Background: In this prospective cohort study, we determined the relationship between human immunodeficiency virus (HIV) RNA load and body weight in patients with HIV infection.
Methods: Repeated-measures analysis was restricted to patients with two or more study visits, four- to nine-month intervals between study visits, and complete data on virus load, resting energy expenditure (REE), and highly active antiretroviral therapy (HAART). The outcome was change in body weight across study intervals. The main predictor was virus load. Separate analyses were performed for weight change in patients receiving and patients not receiving HAART.

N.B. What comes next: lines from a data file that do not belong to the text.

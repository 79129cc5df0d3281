use super::{default_avatar, Contact, NewContact};
use crate::geo::Coordinate;
use chrono::Utc;
use std::fmt;
use uuid::Uuid;

/// Validation errors for NewContact
#[derive(Debug, Clone, PartialEq)]
pub enum ValidationError {
    MissingName,
    MissingPhone,
}

impl fmt::Display for ValidationError {
    fn fmt(&self, f: &mut fmt::Formatter<'_>) -> fmt::Result {
        match self {
            ValidationError::MissingName => write!(f, "name is required"),
            ValidationError::MissingPhone => write!(f, "phone is required"),
        }
    }
}

impl std::error::Error for ValidationError {}

/// Validates a new contact and builds the roster entry.
///
/// Validation rules:
/// - Required fields: name, phone (whitespace-only counts as empty)
/// - Position: defaults to `origin` when not provided
/// - Avatar: generated from the name when not provided
/// - Id: fresh UUIDv7
pub fn validate_new_contact(
    new: NewContact,
    origin: Coordinate,
) -> Result<Contact, ValidationError> {
    let name = new.name.trim();
    if name.is_empty() {
        return Err(ValidationError::MissingName);
    }
    let phone = new.phone.trim();
    if phone.is_empty() {
        return Err(ValidationError::MissingPhone);
    }

    let avatar = match new.avatar {
        Some(a) if !a.trim().is_empty() => a,
        _ => default_avatar(name),
    };

    Ok(Contact {
        id: Uuid::now_v7().to_string(),
        name: name.to_string(),
        phone: phone.to_string(),
        avatar,
        position: new.position.unwrap_or(origin),
        registered: new.registered,
        last_seen: Utc::now(),
    })
}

Results: The eligible sample consisted of 318 participants associated with 1,886 study intervals. Sixty-one patients (19 percent) were women, and 173 (54 percent) were undergoing HAART at the time of enrollment. There was a significant interaction (p = 0.01) between virus load and HAART use. In the absence of HAART, each log10 increase in virus load was associated with a 0.92-kg decrease in body weight (p = 0.003), but during HAART, virus load was not significantly associated with weight change. During HAART, a CD4 count decrease of 100 cells/mm3, rather than a change in the virus load, was associated with a 0.35-kg decrease in body weight (p<0.001). REE was independently associated with weight change in both models (p<0.001).
Conclusions: Patients with HIV infection who are losing weight and are not taking HAART should be considered for HAART. Patients who are already receiving HAART and have unsuppressed virus loads may benefit virologically from an intensified regimen, because such a regimen may lead to complete suppression if there is an accompanying increase in CD4 counts. Further research is needed to understand the strong independent effect of changes in REE among patients receiving and patients not receiving HAART. [Clin Infect Dis 2005;40(1):167-173.]

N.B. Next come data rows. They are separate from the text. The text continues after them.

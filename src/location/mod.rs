//! Device position acquisition.
//!
//! Providers report the user's position or fail. [`locate`] bounds the
//! request with a timeout and substitutes a fallback coordinate, so tracking
//! can always start.

use crate::geo::Coordinate;
use async_trait::async_trait;
use serde::Serialize;
use std::fmt;
use std::time::Duration;
use tracing::{info, warn};

mod http;

pub use http::HttpPositionProvider;

/// Why a position could not be obtained
#[derive(Debug, Clone, PartialEq)]
pub enum LocateError {
    PermissionDenied,
    Unavailable(String),
    TimedOut,
}

impl fmt::Display for LocateError {
    fn fmt(&self, f: &mut fmt::Formatter<'_>) -> fmt::Result {
        match self {
            LocateError::PermissionDenied => write!(f, "location permission denied"),
            LocateError::Unavailable(reason) => write!(f, "position unavailable: {}", reason),
            LocateError::TimedOut => write!(f, "position request timed out"),
        }
    }
}

impl std::error::Error for LocateError {}

/// Source of the user's current position
#[async_trait]
pub trait PositionProvider: Send + Sync {
    /// Short label used in logs
    fn name(&self) -> &str;

    async fn current_position(&self) -> Result<Coordinate, LocateError>;
}

/// Position reported by the client (e.g. a browser geolocation result)
pub struct ReportedPosition(pub Coordinate);

#[async_trait]
impl PositionProvider for ReportedPosition {
    fn name(&self) -> &str {
        "reported"
    }

    async fn current_position(&self) -> Result<Coordinate, LocateError> {
        Ok(self.0)
    }
}

/// Provider used when no position source is configured
pub struct UnavailablePosition;

#[async_trait]
impl PositionProvider for UnavailablePosition {
    fn name(&self) -> &str {
        "unavailable"
    }

    async fn current_position(&self) -> Result<Coordinate, LocateError> {
        Err(LocateError::PermissionDenied)
    }
}

/// Where a tracking position came from
#[derive(Debug, Clone, Copy, PartialEq, Eq, Serialize)]
#[serde(rename_all = "snake_case")]
pub enum PositionSource {
    Device,
    Fallback,
}

/// A resolved user position
#[derive(Debug, Clone, Copy, PartialEq, Serialize)]
pub struct PositionFix {
    pub position: Coordinate,
    pub source: PositionSource,
}

/// Ask `provider` for a position, falling back to `fallback` on failure or
/// after `timeout`.
pub async fn locate(
    provider: &dyn PositionProvider,
    timeout: Duration,
    fallback: Coordinate,
) -> PositionFix {
    let result = match tokio::time::timeout(timeout, provider.current_position()).await {
        Ok(result) => result,
        Err(_) => Err(LocateError::TimedOut),
    };

    match result {
        Ok(position) => {
            info!(provider = provider.name(), position = %position, "Position acquired");
            PositionFix {
                position,
                source: PositionSource::Device,
            }
        }
        Err(e) => {
            warn!(
                provider = provider.name(),
                error = %e,
                fallback = %fallback,
                "Position unavailable, using fallback"
            );
            PositionFix {
                position: fallback,
                source: PositionSource::Fallback,
            }
        }
    }
}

Metabolic Syndrome Among HIV-Infected Patients: Prevalence, Characteristics, and Related Factors
Jerico C, Knobel H, Montero M, et al.
Objective: To assess the prevalence in HIV-infected patients of the metabolic syndrome as defined by the National Cholesterol Education Program (ie, three or more of the following components: abdominal obesity, hypertriglyceridemia, low HDL cholesterol, high blood pressure, and high fasting glucose).
Research Design and Methods: In this cross-sectional study, 710 HIV-infected patients managed at the outpatient clinic of a tertiary hospital during 2003 completed the study protocol consisting of a medical examination and laboratory analysis after a 12-hour overnight fast.

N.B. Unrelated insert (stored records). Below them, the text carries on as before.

use anyhow::{Context, Result};
use nearby::api::{create_app, AppParts};
use nearby::assistant::{Assistant, DisabledAssistant, GeminiAssistant};
use nearby::config::{apply_env_overrides, load_config, NearbyConfig};
use nearby::contact::demo_roster;
use nearby::location::{HttpPositionProvider, PositionProvider, UnavailablePosition};
use nearby::state::{EngineOptions, RadarEngine};
use nearby::telephony::LogDialer;
use std::sync::Arc;
use std::time::Duration;
use tracing::{info, warn};

#[tokio::main]
async fn main() -> Result<()> {
    // Initialize tracing subscriber
    tracing_subscriber::fmt()
        .with_env_filter(
            tracing_subscriber::EnvFilter::try_from_default_env()
                .unwrap_or_else(|_| "nearby=info".into()),
        )
        .init();

    info!("Nearby starting...");

    let mut config = match std::env::var("NEARBY_CONFIG") {
        Ok(path) => {
            info!(path = %path, "Loading configuration file");
            load_config(&path)?
        }
        Err(_) => NearbyConfig::default(),
    };
    apply_env_overrides(&mut config);

    info!(
        radius_km = config.radar.radius_km,
        tick_interval_ms = config.radar.tick_interval_ms,
        jitter_degrees = config.radar.jitter_degrees,
        port = config.api.port,
        "Configuration loaded"
    );

    let provider: Arc<dyn PositionProvider> = match &config.location.provider_url {
        Some(url) => {
            info!(url = %url, "Using HTTP position provider");
            Arc::new(HttpPositionProvider::new(url.clone()))
        }
        None => {
            info!("No position provider configured, tracking will use reported or fallback positions");
            Arc::new(UnavailablePosition)
        }
    };

    let assistant: Arc<dyn Assistant> = match &config.assistant.api_key {
        Some(key) => Arc::new(
            GeminiAssistant::new(
                config.assistant.api_url.clone(),
                config.assistant.model.clone(),
                key.clone(),
                Duration::from_millis(config.assistant.timeout_ms),
            )
            .context("Failed to initialize assistant client")?,
        ),
        None => {
            warn!("No assistant API key configured, icebreaker and meetup requests will fail");
            Arc::new(DisabledAssistant)
        }
    };

    let contacts = if config.seed_contacts {
        demo_roster()
    } else {
        Vec::new()
    };
    info!(contacts = contacts.len(), "Roster loaded");

    let engine = Arc::new(RadarEngine::new(
        EngineOptions::from_config(&config),
        provider,
        contacts,
    ));

    let app = create_app(
        AppParts {
            engine: Arc::clone(&engine),
            assistant,
            dialer: Arc::new(LogDialer),
        },
        &config.api,
    );

    let listener = tokio::net::TcpListener::bind(format!("0.0.0.0:{}", config.api.port))
        .await
        .context("Failed to bind API port")?;
    info!(port = config.api.port, "API listening");

    let server_handle = tokio::spawn(async move {
        if let Err(e) = axum::serve(listener, app).await {
            tracing::error!(error = %e, "API server error");
        }
    });

    // Wait for shutdown signal
    tokio::signal::ctrl_c()
        .await
        .context("Failed to listen for ctrl_c signal")?;
    info!("Shutdown signal received");

    engine.stop_tracking();
    server_handle.abort();
    info!("Nearby stopped");

    Ok(())
}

Results: Metabolic syndrome prevalence was 17 percent and increased from 5.1 percent among HIV-infected patients under age 30 years to 27.0 percent for those aged 50-59 years. Age (per 10-year increment) (odds ratio [OR] 1.41 [95 percent CI 1.12-1.77]), BMI (1.27 [1.19-1.36]), past and present protease inhibitor exposure (2.96 [1.03-3.55] and 4.18 [1.4-12.5], respectively) were independently associated with the metabolic syndrome on logistic regression analysis. Furthermore, only stavudine (d4T) (1.74 [1.01-2.98]) and lopinavir/ritonavir (2.46 [1.28-4.71]) were associated with the metabolic syndrome after adjustment for age and BMI.
Conclusions: The prevalence of metabolic syndrome among these HIV-infected patients is similar to that previously reported in uninfected individuals. Of specific concern is the association of protease inhibitor exposure with the metabolic syndrome and, more specifically, with exposure to stavudine and lopinavir/ritonavir when individual antiretroviral drugs were analyzed. [Diabetes Care 2005;28(1):132-137.]